- **Problem to solve**: Read through the listing below, and copy every line where the string "match" appears.

- **Input for this task**:
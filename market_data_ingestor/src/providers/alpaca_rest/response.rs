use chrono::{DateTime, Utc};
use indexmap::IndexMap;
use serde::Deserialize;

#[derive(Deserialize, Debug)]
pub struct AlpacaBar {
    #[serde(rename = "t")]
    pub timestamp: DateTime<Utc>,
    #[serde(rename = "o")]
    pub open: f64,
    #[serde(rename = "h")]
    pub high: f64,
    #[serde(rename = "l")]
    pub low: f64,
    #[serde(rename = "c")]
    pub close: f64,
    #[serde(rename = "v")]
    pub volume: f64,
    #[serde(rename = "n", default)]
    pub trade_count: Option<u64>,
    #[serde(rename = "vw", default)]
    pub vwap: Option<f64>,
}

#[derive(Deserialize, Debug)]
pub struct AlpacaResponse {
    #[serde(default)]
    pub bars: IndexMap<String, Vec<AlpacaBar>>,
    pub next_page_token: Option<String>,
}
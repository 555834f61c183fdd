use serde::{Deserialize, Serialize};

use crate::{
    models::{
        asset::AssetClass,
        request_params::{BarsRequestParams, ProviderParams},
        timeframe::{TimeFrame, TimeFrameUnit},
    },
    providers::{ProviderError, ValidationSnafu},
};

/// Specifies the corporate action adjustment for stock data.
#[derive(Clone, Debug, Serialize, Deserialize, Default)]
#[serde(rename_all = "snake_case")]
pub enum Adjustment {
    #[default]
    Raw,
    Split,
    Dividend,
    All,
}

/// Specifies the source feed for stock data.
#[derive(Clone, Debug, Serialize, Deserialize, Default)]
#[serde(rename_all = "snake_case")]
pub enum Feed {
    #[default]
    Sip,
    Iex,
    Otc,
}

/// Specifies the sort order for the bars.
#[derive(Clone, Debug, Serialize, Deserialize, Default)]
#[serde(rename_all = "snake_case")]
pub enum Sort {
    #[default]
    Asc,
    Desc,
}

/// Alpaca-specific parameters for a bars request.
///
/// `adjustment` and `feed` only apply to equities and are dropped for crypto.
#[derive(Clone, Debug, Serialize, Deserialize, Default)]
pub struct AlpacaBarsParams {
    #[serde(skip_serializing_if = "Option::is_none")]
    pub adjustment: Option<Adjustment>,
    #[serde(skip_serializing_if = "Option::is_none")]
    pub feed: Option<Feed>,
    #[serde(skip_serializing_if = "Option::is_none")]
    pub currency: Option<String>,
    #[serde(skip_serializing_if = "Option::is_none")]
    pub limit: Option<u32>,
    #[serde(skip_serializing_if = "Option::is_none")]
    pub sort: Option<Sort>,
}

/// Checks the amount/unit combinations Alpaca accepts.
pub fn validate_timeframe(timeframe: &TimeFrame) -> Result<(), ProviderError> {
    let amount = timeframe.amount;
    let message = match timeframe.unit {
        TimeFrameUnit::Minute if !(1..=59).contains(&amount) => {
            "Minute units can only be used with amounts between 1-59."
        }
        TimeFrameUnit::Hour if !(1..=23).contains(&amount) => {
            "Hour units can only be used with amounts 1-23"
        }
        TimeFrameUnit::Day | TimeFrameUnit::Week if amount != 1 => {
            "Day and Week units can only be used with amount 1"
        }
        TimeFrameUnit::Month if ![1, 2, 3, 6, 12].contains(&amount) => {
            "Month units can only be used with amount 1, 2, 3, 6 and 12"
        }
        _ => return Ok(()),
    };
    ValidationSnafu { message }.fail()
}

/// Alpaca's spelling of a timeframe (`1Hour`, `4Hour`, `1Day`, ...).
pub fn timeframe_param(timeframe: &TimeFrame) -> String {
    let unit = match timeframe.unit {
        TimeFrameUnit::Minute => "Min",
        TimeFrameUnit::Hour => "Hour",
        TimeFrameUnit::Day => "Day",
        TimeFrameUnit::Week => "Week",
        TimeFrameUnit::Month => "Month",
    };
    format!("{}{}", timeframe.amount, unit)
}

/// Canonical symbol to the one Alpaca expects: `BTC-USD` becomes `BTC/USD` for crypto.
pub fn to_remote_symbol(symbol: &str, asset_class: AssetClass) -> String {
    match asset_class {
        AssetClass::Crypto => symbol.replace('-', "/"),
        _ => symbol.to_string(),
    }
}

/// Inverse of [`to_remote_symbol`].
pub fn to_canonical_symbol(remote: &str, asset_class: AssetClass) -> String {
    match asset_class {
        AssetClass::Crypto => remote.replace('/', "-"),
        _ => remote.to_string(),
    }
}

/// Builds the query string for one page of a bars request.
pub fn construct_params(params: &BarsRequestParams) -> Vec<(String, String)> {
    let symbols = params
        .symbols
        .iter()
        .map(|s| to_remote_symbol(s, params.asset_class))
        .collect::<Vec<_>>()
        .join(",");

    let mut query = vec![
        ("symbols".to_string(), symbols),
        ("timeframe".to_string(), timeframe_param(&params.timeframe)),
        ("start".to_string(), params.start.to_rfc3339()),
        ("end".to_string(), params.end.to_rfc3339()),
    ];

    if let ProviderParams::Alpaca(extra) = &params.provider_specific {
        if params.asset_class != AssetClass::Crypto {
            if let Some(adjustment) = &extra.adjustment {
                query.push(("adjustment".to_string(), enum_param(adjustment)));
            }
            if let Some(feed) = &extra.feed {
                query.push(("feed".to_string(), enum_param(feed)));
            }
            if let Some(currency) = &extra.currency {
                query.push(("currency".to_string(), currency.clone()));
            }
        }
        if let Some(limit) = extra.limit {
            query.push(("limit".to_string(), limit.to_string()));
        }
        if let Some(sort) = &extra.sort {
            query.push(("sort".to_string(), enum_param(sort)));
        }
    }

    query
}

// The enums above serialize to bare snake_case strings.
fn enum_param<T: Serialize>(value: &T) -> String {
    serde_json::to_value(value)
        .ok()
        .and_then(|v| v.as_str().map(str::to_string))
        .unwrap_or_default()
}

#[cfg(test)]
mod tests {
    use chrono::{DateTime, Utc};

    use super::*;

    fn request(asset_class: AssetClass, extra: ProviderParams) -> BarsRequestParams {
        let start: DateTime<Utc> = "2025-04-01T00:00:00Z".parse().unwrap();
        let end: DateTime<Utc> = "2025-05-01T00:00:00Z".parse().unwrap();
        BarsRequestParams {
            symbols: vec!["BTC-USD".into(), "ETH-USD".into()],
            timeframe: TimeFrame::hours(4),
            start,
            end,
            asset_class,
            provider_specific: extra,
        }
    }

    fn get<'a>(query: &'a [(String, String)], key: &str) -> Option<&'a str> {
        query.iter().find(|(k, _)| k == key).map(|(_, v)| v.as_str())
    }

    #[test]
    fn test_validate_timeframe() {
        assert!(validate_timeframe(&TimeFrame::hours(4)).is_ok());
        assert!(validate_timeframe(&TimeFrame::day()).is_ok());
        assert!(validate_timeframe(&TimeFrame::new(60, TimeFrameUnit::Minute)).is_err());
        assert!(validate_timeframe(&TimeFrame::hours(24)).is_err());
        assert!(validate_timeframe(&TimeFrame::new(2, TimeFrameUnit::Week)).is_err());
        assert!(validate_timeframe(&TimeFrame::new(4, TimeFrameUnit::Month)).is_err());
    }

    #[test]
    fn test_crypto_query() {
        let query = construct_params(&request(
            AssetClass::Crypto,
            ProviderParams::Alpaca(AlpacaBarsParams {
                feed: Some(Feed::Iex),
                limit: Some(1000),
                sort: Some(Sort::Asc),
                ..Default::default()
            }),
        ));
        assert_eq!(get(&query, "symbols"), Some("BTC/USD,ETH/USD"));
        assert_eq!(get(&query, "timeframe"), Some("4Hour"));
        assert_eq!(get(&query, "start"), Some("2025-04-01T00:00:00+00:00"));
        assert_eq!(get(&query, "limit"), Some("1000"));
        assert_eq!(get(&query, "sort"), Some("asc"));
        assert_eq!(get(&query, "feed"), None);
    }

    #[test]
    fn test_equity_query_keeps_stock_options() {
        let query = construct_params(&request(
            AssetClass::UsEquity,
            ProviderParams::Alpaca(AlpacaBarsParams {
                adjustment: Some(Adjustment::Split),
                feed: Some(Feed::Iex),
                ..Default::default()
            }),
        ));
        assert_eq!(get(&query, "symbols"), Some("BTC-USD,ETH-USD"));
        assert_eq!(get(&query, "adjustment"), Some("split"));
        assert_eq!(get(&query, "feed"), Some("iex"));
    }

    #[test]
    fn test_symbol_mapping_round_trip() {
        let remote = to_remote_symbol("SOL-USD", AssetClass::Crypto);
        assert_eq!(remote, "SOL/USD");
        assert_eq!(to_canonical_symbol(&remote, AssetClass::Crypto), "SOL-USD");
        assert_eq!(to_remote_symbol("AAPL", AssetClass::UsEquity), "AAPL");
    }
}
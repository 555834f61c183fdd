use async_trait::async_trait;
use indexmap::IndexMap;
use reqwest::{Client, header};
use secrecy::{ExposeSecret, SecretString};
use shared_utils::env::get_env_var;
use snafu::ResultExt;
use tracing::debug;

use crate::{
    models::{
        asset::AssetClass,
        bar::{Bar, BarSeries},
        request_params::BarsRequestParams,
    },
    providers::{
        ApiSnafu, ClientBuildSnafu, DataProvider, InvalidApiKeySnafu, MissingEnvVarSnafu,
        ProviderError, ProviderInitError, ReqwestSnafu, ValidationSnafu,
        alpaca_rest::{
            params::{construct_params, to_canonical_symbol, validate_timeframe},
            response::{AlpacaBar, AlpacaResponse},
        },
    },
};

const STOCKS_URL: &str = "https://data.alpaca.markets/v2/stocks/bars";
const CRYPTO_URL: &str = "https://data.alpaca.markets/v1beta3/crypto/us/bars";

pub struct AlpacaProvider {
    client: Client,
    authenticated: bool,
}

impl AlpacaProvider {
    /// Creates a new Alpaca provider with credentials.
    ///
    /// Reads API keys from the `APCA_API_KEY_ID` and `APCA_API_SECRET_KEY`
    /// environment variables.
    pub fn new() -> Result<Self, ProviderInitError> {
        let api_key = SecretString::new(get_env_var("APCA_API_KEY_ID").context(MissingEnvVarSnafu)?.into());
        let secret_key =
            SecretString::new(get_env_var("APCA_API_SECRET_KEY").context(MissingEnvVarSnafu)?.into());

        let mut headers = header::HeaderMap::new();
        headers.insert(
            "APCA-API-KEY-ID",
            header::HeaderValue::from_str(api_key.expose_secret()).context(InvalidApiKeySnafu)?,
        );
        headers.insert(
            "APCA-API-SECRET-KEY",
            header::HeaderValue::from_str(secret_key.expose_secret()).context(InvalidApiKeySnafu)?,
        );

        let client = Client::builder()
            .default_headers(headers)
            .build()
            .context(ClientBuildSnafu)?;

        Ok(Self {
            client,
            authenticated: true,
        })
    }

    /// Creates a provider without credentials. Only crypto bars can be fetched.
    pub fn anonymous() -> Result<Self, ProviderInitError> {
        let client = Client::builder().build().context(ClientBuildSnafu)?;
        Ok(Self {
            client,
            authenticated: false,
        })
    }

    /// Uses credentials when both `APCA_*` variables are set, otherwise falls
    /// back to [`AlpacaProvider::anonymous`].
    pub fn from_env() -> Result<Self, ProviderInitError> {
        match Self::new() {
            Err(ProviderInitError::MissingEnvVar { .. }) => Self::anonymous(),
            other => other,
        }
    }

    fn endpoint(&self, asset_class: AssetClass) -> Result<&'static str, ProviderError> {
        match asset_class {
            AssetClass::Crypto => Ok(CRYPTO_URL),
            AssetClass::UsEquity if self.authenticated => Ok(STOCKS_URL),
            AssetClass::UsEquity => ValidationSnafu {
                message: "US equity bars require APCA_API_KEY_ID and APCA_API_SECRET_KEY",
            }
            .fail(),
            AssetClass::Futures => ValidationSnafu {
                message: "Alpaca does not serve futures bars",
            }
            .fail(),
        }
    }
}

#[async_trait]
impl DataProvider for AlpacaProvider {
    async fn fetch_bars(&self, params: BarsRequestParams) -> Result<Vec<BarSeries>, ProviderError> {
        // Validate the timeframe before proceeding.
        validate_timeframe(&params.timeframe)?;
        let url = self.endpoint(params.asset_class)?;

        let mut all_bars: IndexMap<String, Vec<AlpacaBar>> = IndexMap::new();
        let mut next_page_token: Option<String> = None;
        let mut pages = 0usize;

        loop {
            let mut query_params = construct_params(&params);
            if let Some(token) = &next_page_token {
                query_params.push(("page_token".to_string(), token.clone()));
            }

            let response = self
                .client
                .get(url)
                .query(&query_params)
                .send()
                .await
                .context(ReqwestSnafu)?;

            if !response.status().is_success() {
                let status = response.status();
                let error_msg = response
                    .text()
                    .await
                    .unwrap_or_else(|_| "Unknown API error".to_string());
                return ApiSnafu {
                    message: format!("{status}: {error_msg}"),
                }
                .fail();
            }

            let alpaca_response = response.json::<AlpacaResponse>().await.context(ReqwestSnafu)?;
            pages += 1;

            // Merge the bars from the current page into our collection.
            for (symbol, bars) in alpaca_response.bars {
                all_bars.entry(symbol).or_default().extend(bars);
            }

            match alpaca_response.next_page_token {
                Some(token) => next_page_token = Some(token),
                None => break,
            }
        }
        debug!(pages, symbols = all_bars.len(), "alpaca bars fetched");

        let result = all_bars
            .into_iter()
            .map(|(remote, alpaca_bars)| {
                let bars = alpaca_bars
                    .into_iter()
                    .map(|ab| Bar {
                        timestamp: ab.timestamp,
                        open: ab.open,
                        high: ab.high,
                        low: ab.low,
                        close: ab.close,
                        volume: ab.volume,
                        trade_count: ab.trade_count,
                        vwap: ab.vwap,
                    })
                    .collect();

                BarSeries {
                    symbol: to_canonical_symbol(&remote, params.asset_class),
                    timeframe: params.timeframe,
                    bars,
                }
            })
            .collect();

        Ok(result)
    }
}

- **Solved exercise**:
    let message = match timeframe.unit {
    let unit = match timeframe.unit {
    match asset_class {
    match asset_class {
        match Self::new() {
        match asset_class {
            match alpaca_response.next_page_token {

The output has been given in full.